Even though Arizona’s population has remained stagnant since the onset of the economic recession, Gary Pierce says members of the Arizona Corporation Commission should be planning as far as half a century into the future to be ready for the growth that will happen.
“We’re going to have to plan. Fifty years from now there will be natural growth,” says Pierce, 58, a Republican from Mesa who is completing his first term as commissioner.
And that means there will be a need for solar power, which is not only environmentally beneficial but has some real economic benefits as well, says Pierce, who served in the state House of Representatives from 2001 to 2006, where he was majority whip for a session.

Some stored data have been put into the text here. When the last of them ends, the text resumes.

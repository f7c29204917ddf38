// Export modules for use in tests
pub mod block;
pub mod debouncer;
pub mod event_source;
pub mod export;
pub mod frame_coords;
pub mod geometry;
pub mod message;
pub mod notification;
pub mod panel;
pub mod panic_handler;
pub mod renderer;
pub mod scanner;
pub mod session;
pub mod settings;
pub mod theme;
pub mod transport;
pub mod viewer;
pub mod viewport;

pub mod test_utils;

pub use block::{BlockChange, BlockDescriptor, DocumentUri};
pub use frame_coords::{FrameCoordinates, MAX_SCALE, MIN_SCALE};
pub use session::Session;
pub use viewport::ViewportController;
//! Domain model for the adventurer roster.

mod adventurer;
mod error;
mod ids;

pub use adventurer::{Adventurer, NewAdventurer, PersistedAdventurerData};
pub use error::AdventurerDomainError;
pub use ids::{AdventurerId, AdventurerName, Rank};
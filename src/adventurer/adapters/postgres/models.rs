//! Diesel row models for adventurer persistence.

use super::schema::adventurers;
use chrono::{DateTime, Utc};
use diesel::prelude::*;

/// Query result row for adventurer records.
#[derive(Debug, Clone, Queryable, Selectable)]
#[diesel(table_name = adventurers)]
#[diesel(check_for_backend(diesel::pg::Pg))]
pub struct AdventurerRow {
    /// Adventurer identifier.
    pub id: i64,
    /// Display name.
    pub name: String,
    /// Guild rank.
    pub rank: i32,
    /// Completed-quest counter.
    pub completed_quest_count: i32,
    /// Registration timestamp.
    pub registered_at: DateTime<Utc>,
}

/// Insert model for adventurer records.
#[derive(Debug, Clone, Insertable)]
#[diesel(table_name = adventurers)]
pub struct NewAdventurerRow {
    /// Display name.
    pub name: String,
    /// Guild rank.
    pub rank: i32,
    /// Completed-quest counter, zero on registration.
    pub completed_quest_count: i32,
    /// Registration timestamp.
    pub registered_at: DateTime<Utc>,
}
//! Domain model for quests, their lifecycle status and claim records.
//!
//! Eligibility is expressed with [`Rank`](crate::adventurer::domain::Rank),
//! shared with the adventurer roster.

mod claim;
mod error;
mod ids;
mod quest;
mod status;

pub use claim::Claim;
pub use error::{ParseQuestStatusError, QuestDomainError};
pub use ids::{QuestId, QuestName, Reward};
pub use quest::{NewQuest, PersistedQuestData, Quest, QuestSummary};
pub use status::QuestStatus;
//! Guild board: quest posting, claiming and completion tracking.
//!
//! The guild posts quests with a minimum rank and a reward; adventurers
//! claim quests they are senior enough for and later report them as
//! completed or abandoned. The interesting part is the quest lifecycle in
//! [`quest::services::QuestLifecycleService`]; everything around it is
//! record keeping.
//!
//! # Architecture
//!
//! The crate follows hexagonal architecture principles:
//!
//! - **Domain**: Pure business logic with no infrastructure dependencies
//! - **Ports**: Abstract trait interfaces for persistence
//! - **Adapters**: In-memory and `PostgreSQL` implementations of the ports
//!
//! # Modules
//!
//! - [`adventurer`]: Adventurer roster and completed-quest counters
//! - [`quest`]: Quest board, claims and the quest lifecycle
//! - [`config`]: Environment-driven process configuration

pub mod adventurer;
pub mod config;
pub mod quest;
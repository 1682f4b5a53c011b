//! In-memory integration tests for taking and reporting quests.

use eyre::{bail, ensure};
use guild_board::quest::{
    domain::QuestStatus,
    services::{
        QuestLifecycleError, QuestLifecycleErrorKind, ReportQuestRequest, TakeQuestRequest,
        UpdateQuestRankRequest,
    },
};
use rstest::rstest;

use super::helpers::{Guild, guild};

#[rstest]
#[tokio::test(flavor = "multi_thread")]
async fn adventurer_at_minimum_rank_takes_quest(guild: Guild) -> eyre::Result<()> {
    let quest_id = guild.post("Rescue the cat", 11).await?;
    let adventurer_id = guild.register("Andi", 11).await?;
    ensure!(quest_id.value() == 1 && adventurer_id.value() == 1);

    guild
        .lifecycle
        .take_quest(TakeQuestRequest::new(quest_id, adventurer_id))
        .await?;

    ensure!(guild.quest(quest_id).await?.status() == QuestStatus::Working);
    let active = guild.board.active_quests_for(adventurer_id.value()).await?;
    ensure!(active.len() == 1, "expected one active quest, got {}", active.len());
    Ok(())
}

#[rstest]
#[tokio::test(flavor = "multi_thread")]
async fn taking_a_working_quest_again_is_invalid_state(guild: Guild) -> eyre::Result<()> {
    let quest_id = guild.post("Rescue the cat", 11).await?;
    let adventurer_id = guild.register("Andi", 11).await?;
    let request = TakeQuestRequest::new(quest_id, adventurer_id);
    guild.lifecycle.take_quest(request).await?;

    let second = guild.lifecycle.take_quest(request).await;

    match second {
        Err(err) if err.kind() == QuestLifecycleErrorKind::InvalidState => {}
        other => bail!("expected InvalidState, got {other:?}"),
    }
    ensure!(guild.quests.claims()?.len() == 1, "second take must not add a claim");
    Ok(())
}

#[rstest]
#[tokio::test(flavor = "multi_thread")]
async fn junior_adventurer_cannot_take_senior_quest(guild: Guild) -> eyre::Result<()> {
    guild.post("Rescue the cat", 11).await?;
    let senior_quest = guild.post("Slay the wyrm", 12).await?;
    let adventurer_id = guild.register("Andi", 11).await?;
    ensure!(senior_quest.value() == 2);

    let result = guild
        .lifecycle
        .take_quest(TakeQuestRequest::new(senior_quest, adventurer_id))
        .await;

    ensure!(
        matches!(result, Err(QuestLifecycleError::IneligibleRank { .. })),
        "expected IneligibleRank, got {result:?}"
    );
    ensure!(guild.quest(senior_quest).await?.status() == QuestStatus::Available);
    ensure!(guild.quests.claims()?.is_empty());
    Ok(())
}

#[rstest]
#[tokio::test(flavor = "multi_thread")]
async fn completing_a_quest_credits_the_adventurer(guild: Guild) -> eyre::Result<()> {
    let quest_id = guild.post("Rescue the cat", 11).await?;
    let adventurer_id = guild.register("Andi", 11).await?;
    guild
        .lifecycle
        .take_quest(TakeQuestRequest::new(quest_id, adventurer_id))
        .await?;

    guild
        .lifecycle
        .report_quest(ReportQuestRequest::completed(quest_id, adventurer_id))
        .await?;

    ensure!(guild.quest(quest_id).await?.status() == QuestStatus::Completed);
    ensure!(guild.adventurer(adventurer_id).await?.completed_quest_count() == 1);
    ensure!(guild.board.active_quests_for(adventurer_id.value()).await?.is_empty());
    Ok(())
}

#[rstest]
#[tokio::test(flavor = "multi_thread")]
async fn abandoning_a_quest_returns_it_to_the_board(guild: Guild) -> eyre::Result<()> {
    let quest_id = guild.post("Rescue the cat", 11).await?;
    let adventurer_id = guild.register("Andi", 11).await?;
    guild
        .lifecycle
        .take_quest(TakeQuestRequest::new(quest_id, adventurer_id))
        .await?;

    guild
        .lifecycle
        .report_quest(ReportQuestRequest::abandoned(quest_id, adventurer_id))
        .await?;

    ensure!(guild.quest(quest_id).await?.status() == QuestStatus::Available);
    ensure!(guild.adventurer(adventurer_id).await?.completed_quest_count() == 0);
    let available = guild.board.quests_by_status(QuestStatus::Available).await?;
    ensure!(available.iter().any(|summary| summary.id == quest_id));
    Ok(())
}

#[rstest]
#[tokio::test(flavor = "multi_thread")]
async fn second_completion_report_is_rejected_without_credit(guild: Guild) -> eyre::Result<()> {
    let quest_id = guild.post("Rescue the cat", 0).await?;
    let adventurer_id = guild.register("Andi", 0).await?;
    guild
        .lifecycle
        .take_quest(TakeQuestRequest::new(quest_id, adventurer_id))
        .await?;
    let report = ReportQuestRequest::completed(quest_id, adventurer_id);
    guild.lifecycle.report_quest(report).await?;

    let second = guild.lifecycle.report_quest(report).await;

    ensure!(
        matches!(
            second,
            Err(QuestLifecycleError::InvalidState {
                actual: QuestStatus::Completed,
                ..
            })
        ),
        "expected InvalidState, got {second:?}"
    );
    ensure!(guild.adventurer(adventurer_id).await?.completed_quest_count() == 1);
    Ok(())
}

#[rstest]
#[tokio::test(flavor = "multi_thread")]
async fn reporting_without_a_claim_is_not_found(guild: Guild) -> eyre::Result<()> {
    let quest_id = guild.post("Rescue the cat", 0).await?;
    let holder = guild.register("Andi", 0).await?;
    let stranger = guild.register("Brin", 0).await?;
    guild
        .lifecycle
        .take_quest(TakeQuestRequest::new(quest_id, holder))
        .await?;

    let result = guild
        .lifecycle
        .report_quest(ReportQuestRequest::completed(quest_id, stranger))
        .await;

    ensure!(
        matches!(result, Err(QuestLifecycleError::ClaimNotFound { .. })),
        "expected ClaimNotFound, got {result:?}"
    );
    ensure!(guild.quest(quest_id).await?.status() == QuestStatus::Working);
    ensure!(guild.adventurer(stranger).await?.completed_quest_count() == 0);
    Ok(())
}

#[rstest]
#[tokio::test(flavor = "multi_thread")]
async fn stale_claims_still_authorise_reports(guild: Guild) -> eyre::Result<()> {
    let quest_id = guild.post("Rescue the cat", 0).await?;
    let first = guild.register("Andi", 0).await?;
    let second = guild.register("Brin", 0).await?;
    guild
        .lifecycle
        .take_quest(TakeQuestRequest::new(quest_id, first))
        .await?;
    guild
        .lifecycle
        .report_quest(ReportQuestRequest::abandoned(quest_id, first))
        .await?;
    guild
        .lifecycle
        .take_quest(TakeQuestRequest::new(quest_id, second))
        .await?;

    guild
        .lifecycle
        .report_quest(ReportQuestRequest::completed(quest_id, first))
        .await?;

    ensure!(guild.adventurer(first).await?.completed_quest_count() == 1);
    ensure!(guild.adventurer(second).await?.completed_quest_count() == 0);
    ensure!(guild.quests.claims()?.len() == 2);
    Ok(())
}

#[rstest]
#[tokio::test(flavor = "multi_thread")]
async fn raising_the_minimum_rank_does_not_evict_the_holder(guild: Guild) -> eyre::Result<()> {
    let quest_id = guild.post("Rescue the cat", 1).await?;
    let adventurer_id = guild.register("Andi", 1).await?;
    guild
        .lifecycle
        .take_quest(TakeQuestRequest::new(quest_id, adventurer_id))
        .await?;
    guild
        .board
        .update_rank(UpdateQuestRankRequest::new(quest_id.value(), 50))
        .await?;

    guild
        .lifecycle
        .report_quest(ReportQuestRequest::completed(quest_id, adventurer_id))
        .await?;

    ensure!(guild.quest(quest_id).await?.status() == QuestStatus::Completed);
    Ok(())
}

“Realtors tell us that homes with solar are more valuable,” he says.
Pierce says he is mindful that the Legislature is the primary authority on solar power regulation and incentives.

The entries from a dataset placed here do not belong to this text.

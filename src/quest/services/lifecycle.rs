//! Service layer for claiming and reporting quests.
//!
//! [`QuestLifecycleService`] is a stateless coordinator: every call reads the
//! current quest and adventurer records through the ports, checks the
//! preconditions in a fixed order and then issues the writes one at a time.
//! Nothing is wrapped in a transaction. Two concurrent claims of the same
//! quest can both observe it as available, and a failed write leaves earlier
//! writes of the same call in place (an orphan claim, or a bumped
//! completed-quest counter on a quest that is still working).

use crate::adventurer::{
    domain::{AdventurerId, Rank},
    ports::{AdventurerRepository, AdventurerRepositoryError},
};
use crate::quest::{
    domain::{Claim, Quest, QuestDomainError, QuestId, QuestStatus},
    ports::{QuestRepository, QuestRepositoryError},
};
use std::sync::Arc;
use thiserror::Error;
use tracing::{debug, info, warn};

/// Request payload for claiming a quest.
#[derive(Debug, Clone, Copy, PartialEq, Eq)]
pub struct TakeQuestRequest {
    quest_id: QuestId,
    adventurer_id: AdventurerId,
}

impl TakeQuestRequest {
    /// Creates a claim request.
    #[must_use]
    pub const fn new(quest_id: QuestId, adventurer_id: AdventurerId) -> Self {
        Self {
            quest_id,
            adventurer_id,
        }
    }
}

/// Outcome an adventurer reports for a quest they are working.
#[derive(Debug, Clone, Copy, PartialEq, Eq, Hash)]
pub enum QuestOutcome {
    /// The quest was finished; the adventurer is credited.
    Completed,
    /// The quest was given up and goes back on the board.
    Abandoned,
}

impl From<bool> for QuestOutcome {
    fn from(completed: bool) -> Self {
        if completed {
            Self::Completed
        } else {
            Self::Abandoned
        }
    }
}

/// Request payload for reporting the outcome of a claimed quest.
#[derive(Debug, Clone, Copy, PartialEq, Eq)]
pub struct ReportQuestRequest {
    quest_id: QuestId,
    adventurer_id: AdventurerId,
    outcome: QuestOutcome,
}

impl ReportQuestRequest {
    /// Creates a report request.
    #[must_use]
    pub const fn new(
        quest_id: QuestId,
        adventurer_id: AdventurerId,
        outcome: QuestOutcome,
    ) -> Self {
        Self {
            quest_id,
            adventurer_id,
            outcome,
        }
    }

    /// Creates a report that the quest was completed.
    #[must_use]
    pub const fn completed(quest_id: QuestId, adventurer_id: AdventurerId) -> Self {
        Self::new(quest_id, adventurer_id, QuestOutcome::Completed)
    }

    /// Creates a report that the quest was abandoned.
    #[must_use]
    pub const fn abandoned(quest_id: QuestId, adventurer_id: AdventurerId) -> Self {
        Self::new(quest_id, adventurer_id, QuestOutcome::Abandoned)
    }
}

/// Coarse classification of [`QuestLifecycleError`] for transport mapping.
#[derive(Debug, Clone, Copy, PartialEq, Eq, Hash)]
pub enum QuestLifecycleErrorKind {
    /// A quest, adventurer or claim record is absent.
    NotFound,
    /// The quest status does not allow the operation.
    InvalidState,
    /// The adventurer's rank is below the quest's minimum.
    IneligibleRank,
    /// The underlying store failed.
    Storage,
}

impl QuestLifecycleErrorKind {
    /// Returns a stable snake-case label for the kind.
    #[must_use]
    pub const fn as_str(self) -> &'static str {
        match self {
            Self::NotFound => "not_found",
            Self::InvalidState => "invalid_state",
            Self::IneligibleRank => "ineligible_rank",
            Self::Storage => "storage",
        }
    }
}

/// Service-level errors for quest lifecycle operations.
#[derive(Debug, Error)]
pub enum QuestLifecycleError {
    /// No quest has the identifier.
    #[error("quest {0} not found")]
    QuestNotFound(QuestId),

    /// No adventurer has the identifier.
    #[error("adventurer {0} not found")]
    AdventurerNotFound(AdventurerId),

    /// The adventurer never claimed the quest.
    #[error("quest {quest_id} not taken by adventurer {adventurer_id}")]
    ClaimNotFound {
        /// Reported quest.
        quest_id: QuestId,
        /// Reporting adventurer.
        adventurer_id: AdventurerId,
    },

    /// The quest is not in the status the operation requires.
    #[error(
        "quest {quest_id} {reason} (status is {actual})",
        reason = invalid_state_reason(.required)
    )]
    InvalidState {
        /// Quest that was checked.
        quest_id: QuestId,
        /// Status the operation requires.
        required: QuestStatus,
        /// Status the quest is in.
        actual: QuestStatus,
    },

    /// The adventurer is not senior enough for the quest.
    #[error(
        "adventurer {adventurer_id} rank too low: rank {rank} is below quest {quest_id} minimum {minimum_rank}"
    )]
    IneligibleRank {
        /// Quest being claimed.
        quest_id: QuestId,
        /// Claiming adventurer.
        adventurer_id: AdventurerId,
        /// The adventurer's rank.
        rank: Rank,
        /// The quest's eligibility floor.
        minimum_rank: Rank,
    },

    /// The quest aggregate rejected a status change.
    #[error(transparent)]
    Domain(#[from] QuestDomainError),

    /// A store call failed.
    #[error("storage failure: {0}")]
    Storage(Arc<dyn std::error::Error + Send + Sync>),
}

const fn invalid_state_reason(required: &QuestStatus) -> &'static str {
    match required {
        QuestStatus::Available => "already taken",
        QuestStatus::Working => "not currently in progress",
        QuestStatus::Completed => "not completed",
    }
}

impl QuestLifecycleError {
    /// Returns the error's classification.
    #[must_use]
    pub const fn kind(&self) -> QuestLifecycleErrorKind {
        match self {
            Self::QuestNotFound(_) | Self::AdventurerNotFound(_) | Self::ClaimNotFound { .. } => {
                QuestLifecycleErrorKind::NotFound
            }
            Self::InvalidState { .. } | Self::Domain(_) => QuestLifecycleErrorKind::InvalidState,
            Self::IneligibleRank { .. } => QuestLifecycleErrorKind::IneligibleRank,
            Self::Storage(_) => QuestLifecycleErrorKind::Storage,
        }
    }
}

impl From<QuestRepositoryError> for QuestLifecycleError {
    fn from(err: QuestRepositoryError) -> Self {
        match err {
            QuestRepositoryError::NotFound(id) => Self::QuestNotFound(id),
            QuestRepositoryError::Persistence(source) => Self::Storage(source),
        }
    }
}

impl From<AdventurerRepositoryError> for QuestLifecycleError {
    fn from(err: AdventurerRepositoryError) -> Self {
        match err {
            AdventurerRepositoryError::NotFound(id) => Self::AdventurerNotFound(id),
            AdventurerRepositoryError::Persistence(source) => Self::Storage(source),
        }
    }
}

/// Result type for quest lifecycle operations.
pub type QuestLifecycleResult<T> = Result<T, QuestLifecycleError>;

/// Quest lifecycle orchestration service.
#[derive(Clone)]
pub struct QuestLifecycleService<Q, A>
where
    Q: QuestRepository,
    A: AdventurerRepository,
{
    quests: Arc<Q>,
    adventurers: Arc<A>,
}

impl<Q, A> QuestLifecycleService<Q, A>
where
    Q: QuestRepository,
    A: AdventurerRepository,
{
    /// Creates a new lifecycle service over the two stores.
    #[must_use]
    pub const fn new(quests: Arc<Q>, adventurers: Arc<A>) -> Self {
        Self {
            quests,
            adventurers,
        }
    }

    /// Claims an available quest for an adventurer and marks it working.
    ///
    /// Checks run in order and the first failure is returned: the quest
    /// exists, it is available, the adventurer exists, and the adventurer's
    /// rank meets the quest minimum. Then the claim is recorded and the quest
    /// status is written.
    ///
    /// # Errors
    ///
    /// Returns [`QuestLifecycleError::QuestNotFound`] or
    /// [`QuestLifecycleError::AdventurerNotFound`] for missing records,
    /// [`QuestLifecycleError::InvalidState`] when the quest is not available,
    /// [`QuestLifecycleError::IneligibleRank`] when the adventurer is too
    /// junior, and [`QuestLifecycleError::Storage`] when a store call fails.
    /// Any failed write is reported as `Storage`, even when the store found
    /// no row. A failed status write leaves the claim record behind.
    pub async fn take_quest(&self, request: TakeQuestRequest) -> QuestLifecycleResult<()> {
        let TakeQuestRequest {
            quest_id,
            adventurer_id,
        } = request;

        let mut quest = self.quests.get_quest(quest_id).await?;
        ensure_status(&quest, QuestStatus::Available)?;

        let adventurer = self.adventurers.get_adventurer(adventurer_id).await?;
        if !adventurer.meets_rank(quest.minimum_rank()) {
            debug!(
                %quest_id,
                %adventurer_id,
                rank = %adventurer.rank(),
                minimum_rank = %quest.minimum_rank(),
                "claim rejected: rank too low"
            );
            return Err(QuestLifecycleError::IneligibleRank {
                quest_id,
                adventurer_id,
                rank: adventurer.rank(),
                minimum_rank: quest.minimum_rank(),
            });
        }

        self.quests
            .create_claim(&Claim::new(quest_id, adventurer_id))
            .await
            .map_err(storage)?;

        quest.transition_to(QuestStatus::Working)?;
        if let Err(err) = self.quests.update_quest_status(&quest).await {
            warn!(
                %quest_id,
                %adventurer_id,
                error = %err,
                "claim recorded but quest status update failed"
            );
            return Err(storage(err));
        }

        info!(%quest_id, %adventurer_id, "quest taken");
        Ok(())
    }

    /// Reports the outcome of a quest the adventurer has claimed.
    ///
    /// The adventurer must have a claim on the quest and the quest must be
    /// working. A completed quest credits the adventurer first and is then
    /// marked completed; an abandoned quest goes back to available with no
    /// credit. Claim records are left in place either way.
    ///
    /// # Errors
    ///
    /// Returns [`QuestLifecycleError::ClaimNotFound`] when the adventurer has
    /// no claim on the quest, [`QuestLifecycleError::QuestNotFound`] for a
    /// missing quest, [`QuestLifecycleError::InvalidState`] when the quest is
    /// not working (including a second completion report), and
    /// [`QuestLifecycleError::Storage`] when a store call fails. Any failed
    /// write is reported as `Storage`, even when the store found no row. A
    /// failed status write after a successful credit leaves the credit in
    /// place.
    pub async fn report_quest(&self, request: ReportQuestRequest) -> QuestLifecycleResult<()> {
        let ReportQuestRequest {
            quest_id,
            adventurer_id,
            outcome,
        } = request;

        let claim = Claim::new(quest_id, adventurer_id);
        if !self.quests.claim_exists(&claim).await? {
            debug!(%quest_id, %adventurer_id, "report rejected: no claim");
            return Err(QuestLifecycleError::ClaimNotFound {
                quest_id,
                adventurer_id,
            });
        }

        let mut quest = self.quests.get_quest(quest_id).await?;
        ensure_status(&quest, QuestStatus::Working)?;

        match outcome {
            QuestOutcome::Completed => {
                self.adventurers
                    .increment_completed_quest_count(adventurer_id)
                    .await
                    .map_err(storage)?;
                quest.transition_to(QuestStatus::Completed)?;
                if let Err(err) = self.quests.update_quest_status(&quest).await {
                    warn!(
                        %quest_id,
                        %adventurer_id,
                        error = %err,
                        "completion credited but quest status update failed"
                    );
                    return Err(storage(err));
                }
                info!(%quest_id, %adventurer_id, "quest completed");
            }
            QuestOutcome::Abandoned => {
                quest.transition_to(QuestStatus::Available)?;
                self.quests
                    .update_quest_status(&quest)
                    .await
                    .map_err(storage)?;
                info!(%quest_id, %adventurer_id, "quest abandoned and returned to the board");
            }
        }
        Ok(())
    }
}

/// Maps a failed write to `Storage`, including writes that found no row.
fn storage(err: impl std::error::Error + Send + Sync + 'static) -> QuestLifecycleError {
    QuestLifecycleError::Storage(Arc::new(err))
}

fn ensure_status(quest: &Quest, required: QuestStatus) -> QuestLifecycleResult<()> {
    if quest.status() == required {
        return Ok(());
    }
    debug!(
        quest_id = %quest.id(),
        status = %quest.status(),
        %required,
        "quest status precondition failed"
    );
    Err(QuestLifecycleError::InvalidState {
        quest_id: quest.id(),
        required,
        actual: quest.status(),
    })
}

But Pierce says he believes that even within its authority granted by the Legislature, the commission can act to allow more businesses to provide and consumers to use solar power, which still involves a high financial buy-in cost for many customers.
“Its chief benefit is energy avoidance, which is to eliminate using non-solar power during the day and shift to its use at night,” he says.

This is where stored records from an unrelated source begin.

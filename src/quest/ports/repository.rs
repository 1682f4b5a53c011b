//! Repository port for quest, status and claim persistence.

use crate::adventurer::domain::{AdventurerId, Rank};
use crate::quest::domain::{Claim, NewQuest, Quest, QuestId, QuestStatus, QuestSummary, Reward};
use async_trait::async_trait;
use std::sync::Arc;
use thiserror::Error;

/// Result type for quest repository operations.
pub type QuestRepositoryResult<T> = Result<T, QuestRepositoryError>;

/// Quest persistence contract.
///
/// Every method is an independent write or read; callers get no atomicity
/// across calls.
#[cfg_attr(test, mockall::automock)]
#[async_trait]
pub trait QuestRepository: Send + Sync {
    /// Loads a quest by identifier.
    ///
    /// # Errors
    ///
    /// Returns [`QuestRepositoryError::NotFound`] when no quest has the
    /// identifier.
    async fn get_quest(&self, id: QuestId) -> QuestRepositoryResult<Quest>;

    /// Persists the quest's status, keyed by its identifier.
    ///
    /// Only the status is written; every other field of `quest` is ignored.
    ///
    /// # Errors
    ///
    /// Returns [`QuestRepositoryError::NotFound`] when no quest has the
    /// identifier.
    async fn update_quest_status(&self, quest: &Quest) -> QuestRepositoryResult<()>;

    /// Appends a claim record. Duplicate pairs are accepted.
    async fn create_claim(&self, claim: &Claim) -> QuestRepositoryResult<()>;

    /// Returns whether at least one claim record matches the pair.
    async fn claim_exists(&self, claim: &Claim) -> QuestRepositoryResult<bool>;

    /// Lists quests currently in `status`, ordered by identifier.
    async fn get_quests_by_status(
        &self,
        status: QuestStatus,
    ) -> QuestRepositoryResult<Vec<QuestSummary>>;

    /// Lists working quests the adventurer holds a claim on, ordered by
    /// identifier.
    async fn get_active_quests_for_adventurer(
        &self,
        adventurer_id: AdventurerId,
    ) -> QuestRepositoryResult<Vec<Quest>>;

    /// Stores a new quest and returns it with its assigned identifier.
    async fn create_quest(&self, quest: &NewQuest) -> QuestRepositoryResult<Quest>;

    /// Removes a quest.
    ///
    /// # Errors
    ///
    /// Returns [`QuestRepositoryError::NotFound`] when no quest has the
    /// identifier.
    async fn delete_quest(&self, id: QuestId) -> QuestRepositoryResult<()>;

    /// Overwrites the quest's minimum rank.
    ///
    /// # Errors
    ///
    /// Returns [`QuestRepositoryError::NotFound`] when no quest has the
    /// identifier.
    async fn update_quest_rank(&self, id: QuestId, minimum_rank: Rank)
    -> QuestRepositoryResult<()>;

    /// Overwrites the quest's reward.
    ///
    /// # Errors
    ///
    /// Returns [`QuestRepositoryError::NotFound`] when no quest has the
    /// identifier.
    async fn update_quest_reward(&self, id: QuestId, reward: Reward) -> QuestRepositoryResult<()>;
}

/// Errors returned by quest repository implementations.
#[derive(Debug, Clone, Error)]
pub enum QuestRepositoryError {
    /// The quest was not found.
    #[error("quest not found: {0}")]
    NotFound(QuestId),

    /// Persistence-layer failure.
    #[error("persistence error: {0}")]
    Persistence(Arc<dyn std::error::Error + Send + Sync>),
}

impl QuestRepositoryError {
    /// Wraps a persistence error.
    pub fn persistence(err: impl std::error::Error + Send + Sync + 'static) -> Self {
        Self::Persistence(Arc::new(err))
    }
}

Pierce says the top issue for the commission during the next four years is to focus on what the U.S. Environmental Protection Agency will do about adding surcharges to power companies as part of the commonly termed “cap and trade” proposals.
Power companies will be expected to pass huge surcharges to customers, as much as triple in the Tucson area and double in areas served by the Salt River Project, he says.
Pierce, who hopes to be elected chairman of the commission if he wins a seat in the general election, says protecting ratepayers will be his central priority.
“I’ve got to lead the commission in a way to fight the feds on this issue,” he says. “Our ratepayers don’t think they are paying too little for electricity. They think they’re paying too much.”